__Exercise details__: Count the lines in the entries below that mention the string "BufReader", then write that number by itself.

__Exercise data__:
::::::
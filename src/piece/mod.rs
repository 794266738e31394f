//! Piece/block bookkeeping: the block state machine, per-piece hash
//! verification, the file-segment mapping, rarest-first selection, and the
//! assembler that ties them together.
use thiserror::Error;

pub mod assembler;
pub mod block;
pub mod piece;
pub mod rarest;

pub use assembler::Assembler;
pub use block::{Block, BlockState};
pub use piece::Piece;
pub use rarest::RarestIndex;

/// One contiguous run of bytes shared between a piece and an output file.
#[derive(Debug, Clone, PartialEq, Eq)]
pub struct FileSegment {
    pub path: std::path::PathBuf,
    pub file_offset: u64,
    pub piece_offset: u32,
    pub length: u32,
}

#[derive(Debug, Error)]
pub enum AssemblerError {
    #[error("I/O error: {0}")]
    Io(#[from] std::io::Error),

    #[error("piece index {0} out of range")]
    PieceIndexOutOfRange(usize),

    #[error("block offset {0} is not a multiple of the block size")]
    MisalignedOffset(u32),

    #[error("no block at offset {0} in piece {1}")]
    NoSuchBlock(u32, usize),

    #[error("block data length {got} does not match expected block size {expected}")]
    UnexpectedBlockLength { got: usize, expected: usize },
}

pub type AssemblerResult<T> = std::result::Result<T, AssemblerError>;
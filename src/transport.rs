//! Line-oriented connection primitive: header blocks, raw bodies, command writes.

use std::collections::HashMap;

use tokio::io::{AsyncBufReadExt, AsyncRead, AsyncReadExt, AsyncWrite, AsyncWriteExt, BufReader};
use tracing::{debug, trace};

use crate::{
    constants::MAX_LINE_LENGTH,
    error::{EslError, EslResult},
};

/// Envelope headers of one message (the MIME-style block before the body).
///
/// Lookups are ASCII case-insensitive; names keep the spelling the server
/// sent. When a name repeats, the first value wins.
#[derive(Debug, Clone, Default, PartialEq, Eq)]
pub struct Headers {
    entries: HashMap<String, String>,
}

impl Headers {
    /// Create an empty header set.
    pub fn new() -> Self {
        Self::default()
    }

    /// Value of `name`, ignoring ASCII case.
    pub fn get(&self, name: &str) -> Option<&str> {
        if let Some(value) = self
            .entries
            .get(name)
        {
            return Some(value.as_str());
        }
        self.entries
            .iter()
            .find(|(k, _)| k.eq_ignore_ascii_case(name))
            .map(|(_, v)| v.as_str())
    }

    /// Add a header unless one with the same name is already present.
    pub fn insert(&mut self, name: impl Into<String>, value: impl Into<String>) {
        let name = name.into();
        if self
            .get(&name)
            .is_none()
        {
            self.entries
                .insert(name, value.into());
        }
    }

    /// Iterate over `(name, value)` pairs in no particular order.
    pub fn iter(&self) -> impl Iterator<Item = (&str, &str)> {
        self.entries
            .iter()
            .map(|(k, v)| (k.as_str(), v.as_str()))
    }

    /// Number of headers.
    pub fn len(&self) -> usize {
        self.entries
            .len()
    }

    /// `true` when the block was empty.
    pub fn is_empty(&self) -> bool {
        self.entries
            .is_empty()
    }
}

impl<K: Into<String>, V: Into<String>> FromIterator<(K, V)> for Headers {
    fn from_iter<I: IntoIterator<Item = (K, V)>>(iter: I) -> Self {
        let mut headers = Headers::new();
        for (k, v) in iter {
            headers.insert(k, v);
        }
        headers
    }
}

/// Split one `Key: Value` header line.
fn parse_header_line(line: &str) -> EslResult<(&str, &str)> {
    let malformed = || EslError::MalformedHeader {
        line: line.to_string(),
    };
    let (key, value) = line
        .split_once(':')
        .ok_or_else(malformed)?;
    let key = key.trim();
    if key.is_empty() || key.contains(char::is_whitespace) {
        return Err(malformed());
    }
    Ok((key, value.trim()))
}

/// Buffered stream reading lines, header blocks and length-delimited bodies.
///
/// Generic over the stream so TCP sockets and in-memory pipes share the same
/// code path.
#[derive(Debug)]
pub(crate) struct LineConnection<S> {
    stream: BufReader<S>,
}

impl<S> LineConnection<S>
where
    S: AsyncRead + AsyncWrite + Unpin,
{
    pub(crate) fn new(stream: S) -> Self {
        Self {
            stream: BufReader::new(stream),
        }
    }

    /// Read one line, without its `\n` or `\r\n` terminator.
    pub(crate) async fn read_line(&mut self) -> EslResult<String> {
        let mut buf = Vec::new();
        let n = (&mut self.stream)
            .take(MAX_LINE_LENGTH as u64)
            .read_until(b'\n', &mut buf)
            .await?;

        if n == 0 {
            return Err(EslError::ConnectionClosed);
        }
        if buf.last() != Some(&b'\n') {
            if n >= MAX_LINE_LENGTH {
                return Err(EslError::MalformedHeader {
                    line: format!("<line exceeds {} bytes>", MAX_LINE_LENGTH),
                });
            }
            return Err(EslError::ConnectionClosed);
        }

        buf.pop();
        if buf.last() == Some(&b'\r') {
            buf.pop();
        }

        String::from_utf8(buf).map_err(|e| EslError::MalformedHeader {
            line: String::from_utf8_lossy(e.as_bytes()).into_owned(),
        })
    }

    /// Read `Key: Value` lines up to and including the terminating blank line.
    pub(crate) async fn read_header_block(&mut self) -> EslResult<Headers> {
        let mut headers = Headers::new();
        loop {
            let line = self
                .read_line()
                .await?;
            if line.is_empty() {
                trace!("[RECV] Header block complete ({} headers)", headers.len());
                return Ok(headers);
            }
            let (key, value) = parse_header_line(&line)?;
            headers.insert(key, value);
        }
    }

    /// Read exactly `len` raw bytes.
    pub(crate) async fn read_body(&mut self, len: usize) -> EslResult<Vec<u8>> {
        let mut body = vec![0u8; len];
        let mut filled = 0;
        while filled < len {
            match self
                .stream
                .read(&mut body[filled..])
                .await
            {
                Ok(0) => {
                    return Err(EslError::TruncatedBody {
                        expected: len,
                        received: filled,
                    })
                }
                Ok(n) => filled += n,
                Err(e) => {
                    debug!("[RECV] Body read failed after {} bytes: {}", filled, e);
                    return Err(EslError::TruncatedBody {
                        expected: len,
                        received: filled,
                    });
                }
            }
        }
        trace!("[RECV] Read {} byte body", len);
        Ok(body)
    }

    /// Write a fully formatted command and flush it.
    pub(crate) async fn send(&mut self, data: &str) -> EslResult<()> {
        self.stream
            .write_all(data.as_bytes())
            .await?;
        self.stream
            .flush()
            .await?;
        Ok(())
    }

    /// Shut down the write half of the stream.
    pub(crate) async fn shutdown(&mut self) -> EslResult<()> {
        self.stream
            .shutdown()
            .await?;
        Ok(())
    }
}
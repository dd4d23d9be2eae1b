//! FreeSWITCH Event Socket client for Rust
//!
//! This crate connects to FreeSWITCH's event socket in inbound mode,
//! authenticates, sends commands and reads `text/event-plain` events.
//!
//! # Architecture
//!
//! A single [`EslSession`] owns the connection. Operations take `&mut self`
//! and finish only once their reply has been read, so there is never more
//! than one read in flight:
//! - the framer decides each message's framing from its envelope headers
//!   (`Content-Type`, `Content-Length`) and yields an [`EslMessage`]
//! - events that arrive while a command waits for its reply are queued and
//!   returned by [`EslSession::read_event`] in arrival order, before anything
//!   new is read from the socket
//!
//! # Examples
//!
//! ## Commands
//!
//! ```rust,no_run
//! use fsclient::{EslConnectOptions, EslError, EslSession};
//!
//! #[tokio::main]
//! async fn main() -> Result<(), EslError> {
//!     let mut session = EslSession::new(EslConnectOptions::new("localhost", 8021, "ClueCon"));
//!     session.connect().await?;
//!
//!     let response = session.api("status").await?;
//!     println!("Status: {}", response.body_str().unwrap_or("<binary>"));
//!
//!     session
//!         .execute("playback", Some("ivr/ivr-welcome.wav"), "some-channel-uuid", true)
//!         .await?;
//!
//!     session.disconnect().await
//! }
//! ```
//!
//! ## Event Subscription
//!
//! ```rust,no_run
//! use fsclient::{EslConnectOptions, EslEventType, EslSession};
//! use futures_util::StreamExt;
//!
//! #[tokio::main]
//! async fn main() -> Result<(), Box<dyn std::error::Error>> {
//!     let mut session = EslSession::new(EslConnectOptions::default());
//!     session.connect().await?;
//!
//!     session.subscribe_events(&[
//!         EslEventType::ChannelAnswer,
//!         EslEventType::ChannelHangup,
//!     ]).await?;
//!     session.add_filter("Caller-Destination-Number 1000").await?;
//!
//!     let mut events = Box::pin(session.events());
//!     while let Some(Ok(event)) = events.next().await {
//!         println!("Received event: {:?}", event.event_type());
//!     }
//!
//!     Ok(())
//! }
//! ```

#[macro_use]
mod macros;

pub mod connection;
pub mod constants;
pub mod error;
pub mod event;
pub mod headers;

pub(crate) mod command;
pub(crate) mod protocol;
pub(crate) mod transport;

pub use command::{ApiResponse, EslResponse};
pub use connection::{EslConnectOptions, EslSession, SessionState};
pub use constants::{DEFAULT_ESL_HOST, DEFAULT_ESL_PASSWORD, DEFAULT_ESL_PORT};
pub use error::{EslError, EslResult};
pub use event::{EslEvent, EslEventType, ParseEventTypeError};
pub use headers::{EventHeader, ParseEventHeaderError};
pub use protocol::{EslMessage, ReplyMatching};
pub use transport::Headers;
::::::
__Result__: 3